### Your instructions:
Repeat the listing that follows exactly, please.

-- Data supplied follows --

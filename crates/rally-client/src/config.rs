//! Client configuration and its builder.

use std::time::Duration;

use rally_protocol::{API_VERSION, Language};
use rally_transport::TransportConfig;

/// Port the game server listens on unless told otherwise.
pub const DEFAULT_PORT: u16 = 7445;

/// How many times a logical call may hit the network, and how long to
/// wait between attempts.
#[derive(Debug, Clone, PartialEq, Eq)]
pub struct RetryPolicy {
    /// Total attempts per call, including the first one. At least 1.
    pub max_retries: u32,
    /// Pause after a failed attempt before the next one.
    pub retry_delay: Duration,
}

impl Default for RetryPolicy {
    fn default() -> Self {
        Self {
            max_retries: 3,
            retry_delay: Duration::from_millis(500),
        }
    }
}

impl RetryPolicy {
    /// Clamp any out-of-range values so the policy is safe to use.
    pub fn validated(mut self) -> Self {
        if self.max_retries == 0 {
            tracing::warn!("max_retries of 0 would never send anything, using 1");
            self.max_retries = 1;
        }
        self
    }
}

/// Everything a [`GameClient`](crate::GameClient) needs to know.
#[derive(Debug, Clone, PartialEq, Eq)]
pub struct ClientConfig {
    pub host: String,
    pub port: u16,
    /// Sent as `apiVersion` in every request.
    pub api_version: String,
    /// Sent as `language` in every request.
    pub language: Language,
    pub transport: TransportConfig,
    pub retry: RetryPolicy,
    /// Overall bound on a liveness probe, independent of the retry policy.
    pub probe_timeout: Duration,
}

impl Default for ClientConfig {
    fn default() -> Self {
        Self {
            host: "localhost".to_string(),
            port: DEFAULT_PORT,
            api_version: API_VERSION.to_string(),
            language: Language::default(),
            transport: TransportConfig::default(),
            retry: RetryPolicy::default(),
            probe_timeout: Duration::from_secs(2),
        }
    }
}

impl ClientConfig {
    /// Clamp any out-of-range values so the config is safe to use.
    pub fn validated(mut self) -> Self {
        self.transport = self.transport.validated();
        self.retry = self.retry.validated();
        self.probe_timeout = self.probe_timeout.max(TransportConfig::MIN_TIMEOUT);
        self
    }

    /// The `host:port` string handed to the transport.
    ///
    /// Bare IPv6 literals get bracketed so the port stays unambiguous.
    pub fn addr(&self) -> String {
        if self.host.contains(':') && !self.host.starts_with('[') {
            format!("[{}]:{}", self.host, self.port)
        } else {
            format!("{}:{}", self.host, self.port)
        }
    }
}

// ---------------------------------------------------------------------------
// Builder
// ---------------------------------------------------------------------------

/// Builder for configuring a [`GameClient`](crate::GameClient).
///
/// # Example
///
/// ```rust
/// use std::time::Duration;
/// use rally_client::{GameClient, Language};
///
/// let client = GameClient::builder()
///     .host("127.0.0.1")
///     .port(7445)
///     .language(Language::En)
///     .max_retries(5)
///     .retry_delay(Duration::from_millis(200))
///     .build();
/// assert_eq!(client.addr(), "127.0.0.1:7445");
/// ```
#[derive(Debug, Clone, Default)]
pub struct ClientBuilder {
    config: ClientConfig,
}

impl ClientBuilder {
    /// Creates a new builder with default settings.
    pub fn new() -> Self {
        Self::default()
    }

    /// Replaces the whole configuration.
    pub fn config(mut self, config: ClientConfig) -> Self {
        self.config = config;
        self
    }

    pub fn host(mut self, host: impl Into<String>) -> Self {
        self.config.host = host.into();
        self
    }

    pub fn port(mut self, port: u16) -> Self {
        self.config.port = port;
        self
    }

    pub fn language(mut self, language: Language) -> Self {
        self.config.language = language;
        self
    }

    pub fn api_version(mut self, version: impl Into<String>) -> Self {
        self.config.api_version = version.into();
        self
    }

    /// Sets the bound on establishing each connection.
    pub fn connect_timeout(mut self, timeout: Duration) -> Self {
        self.config.transport.connect_timeout = timeout;
        self
    }

    /// Sets the bound on writing each request.
    pub fn write_timeout(mut self, timeout: Duration) -> Self {
        self.config.transport.write_timeout = timeout;
        self
    }

    /// Sets the bound on each individual read.
    pub fn read_timeout(mut self, timeout: Duration) -> Self {
        self.config.transport.read_timeout = timeout;
        self
    }

    /// Sets the total number of attempts per call (values below 1 become 1).
    pub fn max_retries(mut self, attempts: u32) -> Self {
        self.config.retry.max_retries = attempts;
        self
    }

    pub fn retry_delay(mut self, delay: Duration) -> Self {
        self.config.retry.retry_delay = delay;
        self
    }

    /// Sets the overall bound on [`GameClient::ping`](crate::GameClient::ping).
    pub fn probe_timeout(mut self, timeout: Duration) -> Self {
        self.config.probe_timeout = timeout;
        self
    }

    /// Returns the configuration built so far, validated.
    pub fn into_config(self) -> ClientConfig {
        self.config.validated()
    }
}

-- Data supplied concluded --

### Output of the task:
filename crates/rally-client/src/config.rs
//! Client configuration and its builder.

use std::time::Duration;

use rally_protocol::{API_VERSION, Language};
use rally_transport::TransportConfig;

/// Port the game server listens on unless told otherwise.
pub const DEFAULT_PORT: u16 = 7445;

/// How many times a logical call may hit the network, and how long to
/// wait between attempts.
#[derive(Debug, Clone, PartialEq, Eq)]
pub struct RetryPolicy {
    /// Total attempts per call, including the first one. At least 1.
    pub max_retries: u32,
    /// Pause after a failed attempt before the next one.
    pub retry_delay: Duration,
}

impl Default for RetryPolicy {
    fn default() -> Self {
        Self {
            max_retries: 3,
            retry_delay: Duration::from_millis(500),
        }
    }
}

impl RetryPolicy {
    /// Clamp any out-of-range values so the policy is safe to use.
    pub fn validated(mut self) -> Self {
        if self.max_retries == 0 {
            tracing::warn!("max_retries of 0 would never send anything, using 1");
            self.max_retries = 1;
        }
        self
    }
}

/// Everything a [`GameClient`](crate::GameClient) needs to know.
#[derive(Debug, Clone, PartialEq, Eq)]
pub struct ClientConfig {
    pub host: String,
    pub port: u16,
    /// Sent as `apiVersion` in every request.
    pub api_version: String,
    /// Sent as `language` in every request.
    pub language: Language,
    pub transport: TransportConfig,
    pub retry: RetryPolicy,
    /// Overall bound on a liveness probe, independent of the retry policy.
    pub probe_timeout: Duration,
}

impl Default for ClientConfig {
    fn default() -> Self {
        Self {
            host: "localhost".to_string(),
            port: DEFAULT_PORT,
            api_version: API_VERSION.to_string(),
            language: Language::default(),
            transport: TransportConfig::default(),
            retry: RetryPolicy::default(),
            probe_timeout: Duration::from_secs(2),
        }
    }
}

impl ClientConfig {
    /// Clamp any out-of-range values so the config is safe to use.
    pub fn validated(mut self) -> Self {
        self.transport = self.transport.validated();
        self.retry = self.retry.validated();
        self.probe_timeout = self.probe_timeout.max(TransportConfig::MIN_TIMEOUT);
        self
    }

    /// The `host:port` string handed to the transport.
    ///
    /// Bare IPv6 literals get bracketed so the port stays unambiguous.
    pub fn addr(&self) -> String {
        if self.host.contains(':') && !self.host.starts_with('[') {
            format!("[{}]:{}", self.host, self.port)
        } else {
            format!("{}:{}", self.host, self.port)
        }
    }
}

// ---------------------------------------------------------------------------
// Builder
// ---------------------------------------------------------------------------

/// Builder for configuring a [`GameClient`](crate::GameClient).
///
/// # Example
///
/// ```rust
/// use std::time::Duration;
/// use rally_client::{GameClient, Language};
///
/// let client = GameClient::builder()
///     .host("127.0.0.1")
///     .port(7445)
///     .language(Language::En)
///     .max_retries(5)
///     .retry_delay(Duration::from_millis(200))
///     .build();
/// assert_eq!(client.addr(), "127.0.0.1:7445");
/// ```
#[derive(Debug, Clone, Default)]
pub struct ClientBuilder {
    config: ClientConfig,
}

impl ClientBuilder {
    /// Creates a new builder with default settings.
    pub fn new() -> Self {
        Self::default()
    }

    /// Replaces the whole configuration.
    pub fn config(mut self, config: ClientConfig) -> Self {
        self.config = config;
        self
    }

    pub fn host(mut self, host: impl Into<String>) -> Self {
        self.config.host = host.into();
        self
    }

    pub fn port(mut self, port: u16) -> Self {
        self.config.port = port;
        self
    }

    pub fn language(mut self, language: Language) -> Self {
        self.config.language = language;
        self
    }

    pub fn api_version(mut self, version: impl Into<String>) -> Self {
        self.config.api_version = version.into();
        self
    }

    /// Sets the bound on establishing each connection.
    pub fn connect_timeout(mut self, timeout: Duration) -> Self {
        self.config.transport.connect_timeout = timeout;
        self
    }

    /// Sets the bound on writing each request.
    pub fn write_timeout(mut self, timeout: Duration) -> Self {
        self.config.transport.write_timeout = timeout;
        self
    }

    /// Sets the bound on each individual read.
    pub fn read_timeout(mut self, timeout: Duration) -> Self {
        self.config.transport.read_timeout = timeout;
        self
    }

    /// Sets the total number of attempts per call (values below 1 become 1).
    pub fn max_retries(mut self, attempts: u32) -> Self {
        self.config.retry.max_retries = attempts;
        self
    }

    pub fn retry_delay(mut self, delay: Duration) -> Self {
        self.config.retry.retry_delay = delay;
        self
    }

    /// Sets the overall bound on [`GameClient::ping`](crate::GameClient::ping).
    pub fn probe_timeout(mut self, timeout: Duration) -> Self {
        self.config.probe_timeout = timeout;
        self
    }

    /// Returns the configuration built so far, validated.
    pub fn into_config(self) -> ClientConfig {
        self.config.validated()
    }
}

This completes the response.